ABOUT THIS TASK
Write out all of the entries exactly, please.

PROVIDED MATERIAL

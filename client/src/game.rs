//! Client-side replicated state, selection and latency-masking prediction.
//!
//! The client never owns the truth. It holds the last confirmed snapshot,
//! plus a prediction copy of its own units that runs the exact same movement
//! rules as the server, seeded by locally issued commands. The prediction is
//! replaced wholesale every time a newer snapshot arrives and is never
//! consulted for command admission or ownership decisions.

use log::debug;
use shared::{plan_group_move, Cursor, PlayerId, SimConfig, Unit, UnitId, Vec3};
use std::collections::{HashMap, HashSet};

/// State change surfaced to the external renderer.
///
/// The authoritative write and the visual side effect are decoupled: the
/// snapshot apply records what changed, the renderer drains events whenever
/// it likes.
#[derive(Debug, Clone, PartialEq)]
pub enum UnitEvent {
    Spawned { id: UnitId, color_index: u8 },
    Despawned { id: UnitId },
    ColorChanged { id: UnitId, color_index: u8 },
}

pub struct ClientGameState {
    config: SimConfig,

    confirmed_units: HashMap<UnitId, Unit>,
    confirmed_cursors: HashMap<PlayerId, Cursor>,
    last_confirmed_tick: u32,

    /// Prediction shadow of the local player's own units.
    predicted_units: HashMap<UnitId, Unit>,

    /// Locally selected unit ids. UI-only, never replicated.
    selected: HashSet<UnitId>,
    /// Cosmetic marker at the destination of the last local move command.
    move_marker: Option<Vec3>,

    events: Vec<UnitEvent>,
}

impl ClientGameState {
    pub fn new(config: SimConfig) -> Self {
        Self {
            config,
            confirmed_units: HashMap::new(),
            confirmed_cursors: HashMap::new(),
            last_confirmed_tick: 0,
            predicted_units: HashMap::new(),
            selected: HashSet::new(),
            move_marker: None,
            events: Vec::new(),
        }
    }

    pub fn last_confirmed_tick(&self) -> u32 {
        self.last_confirmed_tick
    }

    pub fn confirmed_units(&self) -> impl Iterator<Item = &Unit> {
        self.confirmed_units.values()
    }

    pub fn cursors(&self) -> impl Iterator<Item = &Cursor> {
        self.confirmed_cursors.values()
    }

    pub fn move_marker(&self) -> Option<Vec3> {
        self.move_marker
    }

    pub fn selected(&self) -> &HashSet<UnitId> {
        &self.selected
    }

    /// Applies an authoritative snapshot. Snapshots older than the newest
    /// one already applied are dropped (UDP may reorder them); a fresh
    /// snapshot replaces the confirmed state and the entire prediction copy.
    pub fn apply_snapshot(
        &mut self,
        tick: u32,
        units: Vec<Unit>,
        cursors: Vec<Cursor>,
        local_player: Option<PlayerId>,
    ) {
        if tick < self.last_confirmed_tick {
            debug!(
                "Dropping stale snapshot tick {} (have {})",
                tick, self.last_confirmed_tick
            );
            return;
        }

        self.diff_into_events(&units);

        self.confirmed_units = units.into_iter().map(|u| (u.id, u)).collect();
        self.confirmed_cursors = cursors.into_iter().map(|c| (c.owner, c)).collect();
        self.last_confirmed_tick = tick;

        // Replicated truth arrived: throw the old prediction away and reseed
        // it from the confirmed state of our own units.
        self.predicted_units.clear();
        if let Some(local_player) = local_player {
            for unit in self.confirmed_units.values() {
                if unit.owner == local_player {
                    self.predicted_units.insert(unit.id, unit.clone());
                }
            }
        }

        // Selection may reference units that no longer exist.
        let live: HashSet<UnitId> = self.confirmed_units.keys().copied().collect();
        self.selected.retain(|id| live.contains(id));
    }

    fn diff_into_events(&mut self, incoming: &[Unit]) {
        for unit in incoming {
            match self.confirmed_units.get(&unit.id) {
                None => self.events.push(UnitEvent::Spawned {
                    id: unit.id,
                    color_index: unit.color_index,
                }),
                Some(old) if old.color_index != unit.color_index => {
                    self.events.push(UnitEvent::ColorChanged {
                        id: unit.id,
                        color_index: unit.color_index,
                    })
                }
                Some(_) => {}
            }
        }

        let incoming_ids: HashSet<UnitId> = incoming.iter().map(|u| u.id).collect();
        for id in self.confirmed_units.keys() {
            if !incoming_ids.contains(id) {
                self.events.push(UnitEvent::Despawned { id: *id });
            }
        }
    }

    /// Hands accumulated state-change events to the renderer.
    pub fn drain_events(&mut self) -> Vec<UnitEvent> {
        std::mem::take(&mut self.events)
    }

    /// Marks an owned unit as selected. Selecting units the local player
    /// does not own is refused here, but a stale selection surviving an
    /// ownership change is harmless: the server re-checks every command.
    pub fn select(&mut self, id: UnitId, local_player: PlayerId) -> bool {
        match self.confirmed_units.get(&id) {
            Some(unit) if unit.owner == local_player => {
                self.selected.insert(id);
                true
            }
            _ => false,
        }
    }

    pub fn deselect(&mut self, id: UnitId) {
        self.selected.remove(&id);
    }

    pub fn clear_selection(&mut self) {
        self.selected.clear();
    }

    /// Seeds the prediction shadow with a local move command and drops the
    /// cosmetic destination marker, mirroring what the server will do once
    /// the command arrives. Returns the addressed unit ids for the packet.
    pub fn plan_local_move(&mut self, tick: u32, target: Vec3) -> Vec<UnitId> {
        // Only ids with a live prediction entry take part, and they keep
        // their pairing with the planned targets.
        let admitted: Vec<(UnitId, Vec3)> = self
            .selected
            .iter()
            .filter_map(|id| self.predicted_units.get(id).map(|u| (*id, u.position)))
            .collect();
        if admitted.is_empty() {
            return Vec::new();
        }

        let positions: Vec<Vec3> = admitted.iter().map(|(_, p)| *p).collect();
        let plan = plan_group_move(&positions, target, self.config.max_formation_offset);

        for ((id, _), unit_target) in admitted.iter().zip(plan) {
            if let Some(unit) = self.predicted_units.get_mut(id) {
                unit.try_set_target(unit_target, tick);
            }
        }

        self.move_marker = Some(target);
        admitted.into_iter().map(|(id, _)| id).collect()
    }

    /// Advances the prediction shadow between snapshots with the same
    /// movement rules the server runs.
    pub fn update_prediction(&mut self, dt: f32) {
        for unit in self.predicted_units.values_mut() {
            unit.step(dt, &self.config);
        }
    }

    /// Units for display: the local player's units come from the prediction
    /// shadow, everyone else's from the confirmed snapshot.
    pub fn display_units(&self, local_player: Option<PlayerId>) -> Vec<Unit> {
        let mut units = Vec::with_capacity(self.confirmed_units.len());
        for unit in self.confirmed_units.values() {
            if Some(unit.owner) == local_player {
                if let Some(predicted) = self.predicted_units.get(&unit.id) {
                    units.push(predicted.clone());
                    continue;
                }
            }
            units.push(unit.clone());
        }
        units
    }
}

FINISHED EXERCISE
filename client/src/game.rs
//! Client-side replicated state, selection and latency-masking prediction.
//!
//! The client never owns the truth. It holds the last confirmed snapshot,
//! plus a prediction copy of its own units that runs the exact same movement
//! rules as the server, seeded by locally issued commands. The prediction is
//! replaced wholesale every time a newer snapshot arrives and is never
//! consulted for command admission or ownership decisions.

use log::debug;
use shared::{plan_group_move, Cursor, PlayerId, SimConfig, Unit, UnitId, Vec3};
use std::collections::{HashMap, HashSet};

/// State change surfaced to the external renderer.
///
/// The authoritative write and the visual side effect are decoupled: the
/// snapshot apply records what changed, the renderer drains events whenever
/// it likes.
#[derive(Debug, Clone, PartialEq)]
pub enum UnitEvent {
    Spawned { id: UnitId, color_index: u8 },
    Despawned { id: UnitId },
    ColorChanged { id: UnitId, color_index: u8 },
}

pub struct ClientGameState {
    config: SimConfig,

    confirmed_units: HashMap<UnitId, Unit>,
    confirmed_cursors: HashMap<PlayerId, Cursor>,
    last_confirmed_tick: u32,

    /// Prediction shadow of the local player's own units.
    predicted_units: HashMap<UnitId, Unit>,

    /// Locally selected unit ids. UI-only, never replicated.
    selected: HashSet<UnitId>,
    /// Cosmetic marker at the destination of the last local move command.
    move_marker: Option<Vec3>,

    events: Vec<UnitEvent>,
}

impl ClientGameState {
    pub fn new(config: SimConfig) -> Self {
        Self {
            config,
            confirmed_units: HashMap::new(),
            confirmed_cursors: HashMap::new(),
            last_confirmed_tick: 0,
            predicted_units: HashMap::new(),
            selected: HashSet::new(),
            move_marker: None,
            events: Vec::new(),
        }
    }

    pub fn last_confirmed_tick(&self) -> u32 {
        self.last_confirmed_tick
    }

    pub fn confirmed_units(&self) -> impl Iterator<Item = &Unit> {
        self.confirmed_units.values()
    }

    pub fn cursors(&self) -> impl Iterator<Item = &Cursor> {
        self.confirmed_cursors.values()
    }

    pub fn move_marker(&self) -> Option<Vec3> {
        self.move_marker
    }

    pub fn selected(&self) -> &HashSet<UnitId> {
        &self.selected
    }

    /// Applies an authoritative snapshot. Snapshots older than the newest
    /// one already applied are dropped (UDP may reorder them); a fresh
    /// snapshot replaces the confirmed state and the entire prediction copy.
    pub fn apply_snapshot(
        &mut self,
        tick: u32,
        units: Vec<Unit>,
        cursors: Vec<Cursor>,
        local_player: Option<PlayerId>,
    ) {
        if tick < self.last_confirmed_tick {
            debug!(
                "Dropping stale snapshot tick {} (have {})",
                tick, self.last_confirmed_tick
            );
            return;
        }

        self.diff_into_events(&units);

        self.confirmed_units = units.into_iter().map(|u| (u.id, u)).collect();
        self.confirmed_cursors = cursors.into_iter().map(|c| (c.owner, c)).collect();
        self.last_confirmed_tick = tick;

        // Replicated truth arrived: throw the old prediction away and reseed
        // it from the confirmed state of our own units.
        self.predicted_units.clear();
        if let Some(local_player) = local_player {
            for unit in self.confirmed_units.values() {
                if unit.owner == local_player {
                    self.predicted_units.insert(unit.id, unit.clone());
                }
            }
        }

        // Selection may reference units that no longer exist.
        let live: HashSet<UnitId> = self.confirmed_units.keys().copied().collect();
        self.selected.retain(|id| live.contains(id));
    }

    fn diff_into_events(&mut self, incoming: &[Unit]) {
        for unit in incoming {
            match self.confirmed_units.get(&unit.id) {
                None => self.events.push(UnitEvent::Spawned {
                    id: unit.id,
                    color_index: unit.color_index,
                }),
                Some(old) if old.color_index != unit.color_index => {
                    self.events.push(UnitEvent::ColorChanged {
                        id: unit.id,
                        color_index: unit.color_index,
                    })
                }
                Some(_) => {}
            }
        }

        let incoming_ids: HashSet<UnitId> = incoming.iter().map(|u| u.id).collect();
        for id in self.confirmed_units.keys() {
            if !incoming_ids.contains(id) {
                self.events.push(UnitEvent::Despawned { id: *id });
            }
        }
    }

    /// Hands accumulated state-change events to the renderer.
    pub fn drain_events(&mut self) -> Vec<UnitEvent> {
        std::mem::take(&mut self.events)
    }

    /// Marks an owned unit as selected. Selecting units the local player
    /// does not own is refused here, but a stale selection surviving an
    /// ownership change is harmless: the server re-checks every command.
    pub fn select(&mut self, id: UnitId, local_player: PlayerId) -> bool {
        match self.confirmed_units.get(&id) {
            Some(unit) if unit.owner == local_player => {
                self.selected.insert(id);
                true
            }
            _ => false,
        }
    }

    pub fn deselect(&mut self, id: UnitId) {
        self.selected.remove(&id);
    }

    pub fn clear_selection(&mut self) {
        self.selected.clear();
    }

    /// Seeds the prediction shadow with a local move command and drops the
    /// cosmetic destination marker, mirroring what the server will do once
    /// the command arrives. Returns the addressed unit ids for the packet.
    pub fn plan_local_move(&mut self, tick: u32, target: Vec3) -> Vec<UnitId> {
        // Only ids with a live prediction entry take part, and they keep
        // their pairing with the planned targets.
        let admitted: Vec<(UnitId, Vec3)> = self
            .selected
            .iter()
            .filter_map(|id| self.predicted_units.get(id).map(|u| (*id, u.position)))
            .collect();
        if admitted.is_empty() {
            return Vec::new();
        }

        let positions: Vec<Vec3> = admitted.iter().map(|(_, p)| *p).collect();
        let plan = plan_group_move(&positions, target, self.config.max_formation_offset);

        for ((id, _), unit_target) in admitted.iter().zip(plan) {
            if let Some(unit) = self.predicted_units.get_mut(id) {
                unit.try_set_target(unit_target, tick);
            }
        }

        self.move_marker = Some(target);
        admitted.into_iter().map(|(id, _)| id).collect()
    }

    /// Advances the prediction shadow between snapshots with the same
    /// movement rules the server runs.
    pub fn update_prediction(&mut self, dt: f32) {
        for unit in self.predicted_units.values_mut() {
            unit.step(dt, &self.config);
        }
    }

    /// Units for display: the local player's units come from the prediction
    /// shadow, everyone else's from the confirmed snapshot.
    pub fn display_units(&self, local_player: Option<PlayerId>) -> Vec<Unit> {
        let mut units = Vec::with_capacity(self.confirmed_units.len());
        for unit in self.confirmed_units.values() {
            if Some(unit.owner) == local_player {
                if let Some(predicted) = self.predicted_units.get(&unit.id) {
                    units.push(predicted.clone());
                    continue;
                }
            }
            units.push(unit.clone());
        }
        units
    }
}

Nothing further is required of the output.